Temperature; A constant room temperature of 65 to 75 degrees is best, they may lose blooms if the temperature varies more than 12 degrees. During the months when your furnace is in use, provide additional humidity by setting small bowls of water near the plants, or place the plants in shallow trays filled with small pebbles and water. The pots shouldn't sit in water, so keep the level just below the top of the stones.
Light; African violets need 12 to 15 hours of diffused light daily; direct sunlight will burn the foliage. If you aren't able to provide good natural light, you can supplement daylight with table lamps or fluorescent lights.
Water; More troubles are caused by overwatering than by underwatering. Water only when the surface of the soil feels dry. You'll find that glazed or plastic pots hold the moisture longer than do clay ones.
Fertilizing; It is best to use liquid or dry commercial plant food made especially for African violets. Some people will tell you to start feeding plants a weak solution of water soluble fertilizer (about 1/4-teaspoon to 2 quarts water) as soon as they show new growth, others will say to wait until plants have finished their first blooming period, whichever method you use, don't fertilize more than every two weeks, and never when the soil is dry. Its best to water at least 2 or 3 hours before you apply any fertilizer. Two other jobs that require regular attention might be worked in with your fertilizing schedule so you don't over look them. First of the month, fertilize, second of the month, remove suckers, third of the month spray for pests and diseases. There are many sprays on the market that are effective for contolling pests. When using either sprays or fertilizers, be sure to follow the manufacturer's direction.

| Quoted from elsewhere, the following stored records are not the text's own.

//! Daemon runtime: signal handling, the poll loop, reload and shutdown.
//!
//! Signal handlers only flip atomic flags; the loop and every long wait
//! poll them, so shutdown propagates within one polling quantum.
use std::fs::File;
use std::os::unix::io::IntoRawFd;
use std::sync::atomic::Ordering;
use std::sync::{Arc, OnceLock};
use std::thread;
use std::time::{Duration, Instant};

use nix::sys::signal::{self, SaFlags, SigAction, SigHandler, SigSet, Signal};
use nix::unistd::Pid;
use tracing::{error, info, warn};

use crate::config::{self, RunConfig};
use crate::error::VigilError;
use crate::event::{Event, EventKind, EventState};
use crate::files;
use crate::heartbeat::Heartbeat;
use crate::http::HttpControl;
use crate::run::{Engine, RunFlags};
use crate::sample::Sampler;
use crate::service::{Action, ServiceTable};
use crate::state::StateFile;
use crate::validate;

/// Service name used for daemon lifecycle events.
const INSTANCE: &str = "vigil";

static FLAGS: OnceLock<Arc<RunFlags>> = OnceLock::new();

extern "C" fn handle_signal(sig: libc::c_int) {
    let Some(flags) = FLAGS.get() else {
        return;
    };
    match Signal::try_from(sig) {
        Ok(Signal::SIGTERM) | Ok(Signal::SIGINT) => {
            flags.stopped.store(true, Ordering::SeqCst)
        }
        Ok(Signal::SIGHUP) => flags.doreload.store(true, Ordering::SeqCst),
        Ok(Signal::SIGUSR1) => flags.dowakeup.store(true, Ordering::SeqCst),
        _ => {}
    }
}

/// Installs the flag-flipping handlers and ignores SIGPIPE.
pub fn install_signal_handlers(flags: &Arc<RunFlags>) -> Result<(), VigilError> {
    let _ = FLAGS.set(Arc::clone(flags));
    let action = SigAction::new(
        SigHandler::Handler(handle_signal),
        SaFlags::SA_RESTART,
        SigSet::empty(),
    );
    let ignore = SigAction::new(SigHandler::SigIgn, SaFlags::empty(), SigSet::empty());
    unsafe {
        signal::sigaction(Signal::SIGTERM, &action)?;
        signal::sigaction(Signal::SIGINT, &action)?;
        signal::sigaction(Signal::SIGHUP, &action)?;
        signal::sigaction(Signal::SIGUSR1, &action)?;
        signal::sigaction(Signal::SIGPIPE, &ignore)?;
    }
    Ok(())
}

/// Detaches from the controlling terminal: double fork, new session,
/// working directory `/`, standard descriptors on `/dev/null`.
pub fn daemonize() -> std::io::Result<()> {
    if unsafe { libc::fork() } > 0 {
        std::process::exit(0);
    }
    unsafe {
        libc::setsid();
    }
    if unsafe { libc::fork() } > 0 {
        std::process::exit(0);
    }

    std::env::set_current_dir("/")?;
    let devnull = File::open("/dev/null")?;
    let fd = devnull.into_raw_fd();
    unsafe {
        let _ = libc::dup2(fd, libc::STDIN_FILENO);
        let _ = libc::dup2(fd, libc::STDOUT_FILENO);
        let _ = libc::dup2(fd, libc::STDERR_FILENO);
        libc::close(fd);
    }
    Ok(())
}

/// Sends a signal to a running daemon found through the pid file.
pub fn kill_daemon(conf: &RunConfig, signal: Signal) -> Result<(), VigilError> {
    match files::daemon_pid(&conf.pidfile) {
        Some(pid) => {
            signal::kill(Pid::from_raw(pid as i32), signal)?;
            Ok(())
        }
        None => Err(VigilError::UnknownService(
            "no running daemon found".to_string(),
        )),
    }
}

/// Wakes a sleeping daemon; true when one was signalled.
pub fn wakeup_call(conf: &RunConfig) -> bool {
    if let Some(pid) = files::daemon_pid(&conf.pidfile) {
        if signal::kill(Pid::from_raw(pid as i32), Signal::SIGUSR1).is_ok() {
            info!("vigil daemon with pid {pid} awakened");
            return true;
        }
    }
    false
}

/// The daemon runtime owning the engine and its background workers.
pub struct Daemon {
    engine: Arc<Engine>,
    sampler: Sampler,
    http: Option<HttpControl>,
    heartbeat: Option<Heartbeat>,
    /// Held open for the lock; dropped on shutdown.
    pid_file: Option<File>,
}

impl Daemon {
    pub fn new(engine: Arc<Engine>) -> Self {
        Self {
            engine,
            sampler: Sampler::new(),
            http: None,
            heartbeat: None,
            pid_file: None,
        }
    }

    /// Runs the daemon until shutdown. In non-daemon mode a single cycle
    /// is validated instead.
    pub fn run(&mut self) -> Result<(), VigilError> {
        install_signal_handlers(&self.engine.flags)?;
        self.load_state()?;

        if !self.engine.conf.daemon {
            validate::validate(&self.engine, &mut self.sampler)?;
            self.save_state();
            return Ok(());
        }

        if !self.engine.conf.foreground {
            daemonize()?;
        }
        self.pid_file = Some(files::create_pid_file(&self.engine.conf.pidfile)?);
        info!(
            "starting vigil daemon with poll interval {}s",
            self.engine.conf.polltime
        );

        if self.engine.conf.start_delay > 0 {
            info!(
                "start delay set -- pause for {}s",
                self.engine.conf.start_delay
            );
            self.interruptible_sleep(Duration::from_secs(self.engine.conf.start_delay));
        }

        self.open_workers()?;
        Event::new(
            INSTANCE,
            EventKind::Instance,
            EventState::Changed,
            Action::Alert,
            "daemon started",
        )
        .post();

        while !self.engine.flags.stopped() {
            validate::validate(&self.engine, &mut self.sampler)?;
            self.save_state();

            if !self.engine.flags.doaction.swap(false, Ordering::SeqCst) {
                self.interruptible_sleep(Duration::from_secs(self.engine.conf.polltime));
            }
            if self.engine.flags.dowakeup.swap(false, Ordering::SeqCst) {
                info!("awakened by user defined signal 1");
            }
            if self.engine.flags.stopped() {
                break;
            }
            if self.engine.flags.doreload() {
                self.reinit()?;
            }
        }

        self.shutdown();
        Ok(())
    }

    /// Sleeps in one-second quanta so signals take effect promptly; the
    /// pause is re-entered until the full duration elapsed or a flag was
    /// raised.
    fn interruptible_sleep(&self, duration: Duration) {
        let deadline = Instant::now() + duration;
        while Instant::now() < deadline {
            if self.engine.flags.stopped()
                || self.engine.flags.doreload()
                || self.engine.flags.dowakeup()
            {
                return;
            }
            let remaining = deadline.saturating_duration_since(Instant::now());
            thread::sleep(remaining.min(Duration::from_secs(1)));
        }
    }

    fn load_state(&self) -> Result<(), VigilError> {
        let persisted = StateFile::load(&self.engine.conf.statefile)?;
        let mut table = self.engine.services.lock()?;
        persisted.apply(&mut table);
        Ok(())
    }

    /// Snapshots the table to disk; failures are logged and the next
    /// cycle retries.
    fn save_state(&self) {
        let snapshot = {
            match self.engine.services.lock() {
                Ok(table) => StateFile::snapshot(&table, self.engine.cycle()),
                Err(e) => {
                    error!("state snapshot failed: {e}");
                    return;
                }
            }
        };
        if let Err(e) = snapshot.save(&self.engine.conf.statefile) {
            error!("could not save state: {e}");
        }
    }

    fn open_workers(&mut self) -> Result<(), VigilError> {
        if let Some(httpd) = self.engine.conf.httpd.clone() {
            self.http = Some(HttpControl::spawn(Arc::clone(&self.engine), httpd)?);
        }
        if !self.engine.conf.collectors.is_empty() {
            self.heartbeat = Some(Heartbeat::spawn(Arc::clone(&self.engine)));
        }
        Ok(())
    }

    fn close_workers(&mut self) {
        if let Some(heartbeat) = self.heartbeat.take() {
            heartbeat.stop();
        }
        if let Some(http) = self.http.take() {
            http.stop();
        }
    }

    /// Re-initialisation after SIGHUP: workers are joined, state is
    /// snapshotted and closed, the control file re-parsed, and everything
    /// reopened on the new catalogue.
    fn reinit(&mut self) -> Result<(), VigilError> {
        info!(
            "reinitializing daemon -- control file {:?}",
            self.engine.conf.controlfile
        );
        self.close_workers();
        self.save_state();

        let controlfile = self.engine.conf.controlfile.clone();
        let (mut conf, services) = match config::load(controlfile.to_str()) {
            Ok(loaded) => loaded,
            Err(e) => {
                error!("reload failed, daemon died -- {e}");
                return Err(e);
            }
        };
        conf.daemon = true;
        conf.foreground = self.engine.conf.foreground;
        conf.debug = self.engine.conf.debug;

        if conf.pidfile != self.engine.conf.pidfile {
            drop(self.pid_file.take());
            files::remove_pid_file(&self.engine.conf.pidfile);
            self.pid_file = Some(files::create_pid_file(&conf.pidfile)?);
        }

        let id = files::instance_id(&conf.idfile)?;
        self.engine.flags.doreload.store(false, Ordering::SeqCst);
        let engine = Engine::reloaded(
            conf,
            ServiceTable::new(services),
            id,
            Arc::clone(&self.engine.flags),
            self.engine.cycle(),
        );
        self.engine = Arc::new(engine);
        self.load_state()?;

        self.open_workers()?;
        Event::new(
            INSTANCE,
            EventKind::Instance,
            EventState::Changed,
            Action::Alert,
            "daemon reloaded",
        )
        .post();
        Ok(())
    }

    fn shutdown(&mut self) {
        self.close_workers();
        self.save_state();
        Event::new(
            INSTANCE,
            EventKind::Instance,
            EventState::Changed,
            Action::Alert,
            "daemon stopped",
        )
        .post();
        if self.pid_file.take().is_some() {
            files::remove_pid_file(&self.engine.conf.pidfile);
        }
        info!(
            "vigil daemon with pid {} stopped",
            std::process::id()
        );
    }
}

/// Asks a running daemon to re-read its control file (`reload` verb).
pub fn request_reload(conf: &RunConfig) -> Result<(), VigilError> {
    info!("reinitializing daemon");
    kill_daemon(conf, Signal::SIGHUP)
}

/// Asks a running daemon to terminate (`quit` verb).
pub fn request_quit(conf: &RunConfig) -> Result<(), VigilError> {
    match kill_daemon(conf, Signal::SIGTERM) {
        Ok(()) => Ok(()),
        Err(e) => {
            warn!("no daemon to stop");
            Err(e)
        }
    }
}
//! Status and summary rendering for the CLI verbs.
use std::sync::atomic::AtomicBool;

use crate::config::RunConfig;
use crate::files;
use crate::sample::Sampler;
use crate::service::{Monitor, Service, ServiceType};
use crate::state::StateFile;

/// Renders either the full per-service report or the one-line summary.
/// Observations are probed live; monitor state comes from the state file
/// a running daemon keeps current.
pub fn render(conf: &RunConfig, services: &mut [Service], summary: bool) -> String {
    let persisted = StateFile::load(&conf.statefile).unwrap_or_default();
    let stop = AtomicBool::new(false);
    let mut sampler = Sampler::new();

    let mut out = String::new();
    match files::daemon_pid(&conf.pidfile) {
        Some(pid) => out.push_str(&format!("The vigil daemon is running with pid {pid}\n")),
        None => out.push_str("The vigil daemon is not running\n"),
    }
    out.push('\n');

    for service in services.iter_mut() {
        if let Some(entry) = persisted.services.get(&service.name) {
            service.monitor = entry.monitor;
        }
        let _ = sampler.refresh(service, &stop);

        if summary {
            out.push_str(&format!(
                "{:<12} '{}'{:<24} {}\n",
                type_label(service.kind),
                service.name,
                "",
                status_label(service)
            ));
        } else {
            out.push_str(&render_full(service));
            out.push('\n');
        }
    }
    out
}

fn render_full(service: &Service) -> String {
    let mut out = format!("{} '{}'\n", type_label(service.kind), service.name);
    out.push_str(&format!("  status        {}\n", status_label(service)));
    out.push_str(&format!(
        "  monitoring    {}\n",
        monitor_label(service.monitor)
    ));
    match service.kind {
        ServiceType::Process => {
            if service.info.pid != 0 {
                out.push_str(&format!("  pid           {}\n", service.info.pid));
                out.push_str(&format!(
                    "  memory        {} kB\n",
                    service.info.mem_kbyte
                ));
                out.push_str(&format!(
                    "  cpu           {:.1}%\n",
                    service.info.cpu_percent
                ));
                out.push_str(&format!("  children      {}\n", service.info.children));
            }
        }
        ServiceType::File | ServiceType::Directory | ServiceType::Fifo => {
            out.push_str(&format!("  size          {} B\n", service.info.size));
            out.push_str(&format!("  mode          {:04o}\n", service.info.mode));
        }
        ServiceType::Filesystem => {
            out.push_str(&format!(
                "  space usage   {:.1}%\n",
                service.info.space_percent
            ));
        }
        ServiceType::Host | ServiceType::Network => {
            if let Some(ms) = service.info.response_ms {
                out.push_str(&format!("  response      {ms} ms\n"));
            }
        }
        ServiceType::Program => {
            if let Some(status) = service.info.exit_status {
                out.push_str(&format!("  exit status   {status}\n"));
            }
        }
        ServiceType::System => {
            out.push_str(&format!(
                "  load          {:.1}% cpu, {} kB used\n",
                service.info.cpu_percent, service.info.mem_kbyte
            ));
        }
    }
    if !service.dependants.is_empty() {
        out.push_str(&format!(
            "  depends on    {}\n",
            service.dependants.join(", ")
        ));
    }
    out
}

fn type_label(kind: ServiceType) -> &'static str {
    match kind {
        ServiceType::Filesystem => "Filesystem",
        ServiceType::Directory => "Directory",
        ServiceType::File => "File",
        ServiceType::Process => "Process",
        ServiceType::Host => "Remote Host",
        ServiceType::System => "System",
        ServiceType::Fifo => "Fifo",
        ServiceType::Program => "Program",
        ServiceType::Network => "Network",
    }
}

fn monitor_label(monitor: Monitor) -> &'static str {
    match monitor {
        Monitor::Not => "Not monitored",
        Monitor::Yes => "Monitored",
        Monitor::Init => "Initializing",
        Monitor::Waiting => "Waiting",
    }
}

fn status_label(service: &Service) -> String {
    match service.kind {
        ServiceType::Process => {
            if service.info.pid != 0 {
                "Running".to_string()
            } else {
                "Not running".to_string()
            }
        }
        ServiceType::Host | ServiceType::Network => {
            if service.info.response_ms.is_some() {
                "Online".to_string()
            } else {
                "Unreachable".to_string()
            }
        }
        ServiceType::Program => match service.info.exit_status {
            Some(0) => "Status ok".to_string(),
            Some(status) => format!("Status failed ({status})"),
            None => "Not run".to_string(),
        },
        ServiceType::System => "Running".to_string(),
        _ => {
            if service.info.size != 0 || service.info.mode != 0 {
                "Accessible".to_string()
            } else {
                "Missing".to_string()
            }
        }
    }
}
//! Wall-clock stamps and uptime rendering.
use chrono::{DateTime, Local, Utc};

/// Formats a timestamp as `"Ddd, DD Mmm YYYY HH:MM:SS"` in local time.
///
/// This is the stamp injected into command environments as `MONIT_DATE`.
pub fn local_stamp(time: DateTime<Utc>) -> String {
    time.with_timezone(&Local)
        .format("%a, %d %b %Y %H:%M:%S")
        .to_string()
}

/// Formats a timestamp as `"Ddd, DD Mmm YYYY HH:MM:SS GMT"`.
pub fn gmt_stamp(time: DateTime<Utc>) -> String {
    time.format("%a, %d %b %Y %H:%M:%S GMT").to_string()
}

/// Renders an uptime in seconds as `"Nd, Nh, Nm"`, skipping zero leading
/// units. Zero seconds renders as the empty string.
pub fn uptime_string(mut sec: u64) -> String {
    let mut out = String::with_capacity(24);
    if sec == 0 {
        return out;
    }
    let days = sec / 86_400;
    if days > 0 {
        out.push_str(&format!("{days}d"));
        sec -= days * 86_400;
    }
    let hours = sec / 3_600;
    if hours > 0 {
        if !out.is_empty() {
            out.push_str(", ");
        }
        out.push_str(&format!("{hours}h"));
        sec -= hours * 3_600;
    }
    if !out.is_empty() {
        out.push_str(", ");
    }
    out.push_str(&format!("{}m", sec / 60));
    out
}

#[cfg(test)]
mod tests {
    use super::*;
    use chrono::TimeZone;

    #[test]
    fn gmt_stamp_has_fixed_form() {
        let t = Utc.with_ymd_and_hms(2016, 3, 28, 9, 5, 7).unwrap();
        assert_eq!(gmt_stamp(t), "Mon, 28 Mar 2016 09:05:07 GMT");
    }

    #[test]
    fn uptime_skips_zero_leading_units() {
        assert_eq!(uptime_string(0), "");
        assert_eq!(uptime_string(59), "0m");
        assert_eq!(uptime_string(60), "1m");
        assert_eq!(uptime_string(3_600), "1h, 0m");
        assert_eq!(uptime_string(90_000), "1d, 1h, 0m");
        assert_eq!(uptime_string(86_400 + 120), "1d, 2m");
    }
}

Potting and repotting; When plants are large enough to repot, plant each one in a separate pot. It is best to use new pots, because old ones must be sterilized and use new soil as well, it will save you from having to sterilize it too.
Propagation; You can root leaf cuttings in water or plant them directly into the potting medium. If you have several leaves, you may want to try both methods to see which one works best for you. Either way, the first step is to cut off all but 1-1/2-inches of the leaf stalk using a sharp knife or razor blade. Let the cut end heal for two or three hours before burying it in the rooting medium. If you are using water, submerge 1-inch of the leaf stalk in a shallow dish containing about 2-inches of water and several pieces of charcoal on the bottom. To hold the leaves in place, put a piece of aluminum foil over the container and poke a hole through it for each leaf stem. Transfer leaves to rooting medium when the roots are 1/4 to 1/2 inch long. Insert the rooted cutting or leaf stalk in the soil to a depth of 3/4-inch. Place in a warm spot with good light and keep moist, as the cuttings begin to root, each leaf will develop a cluster of small plants. When they are about 1-1/2 to 2 inches high it is time to transplant to pots. I can't tell how long it will take the cuttings to reach this stage. It could take three weeks, six weeks or even longer, depending on the variety and the environment in which it is grown. Under ideal conditions, you could very well have a blooming plant from a leaf cutting in about six months.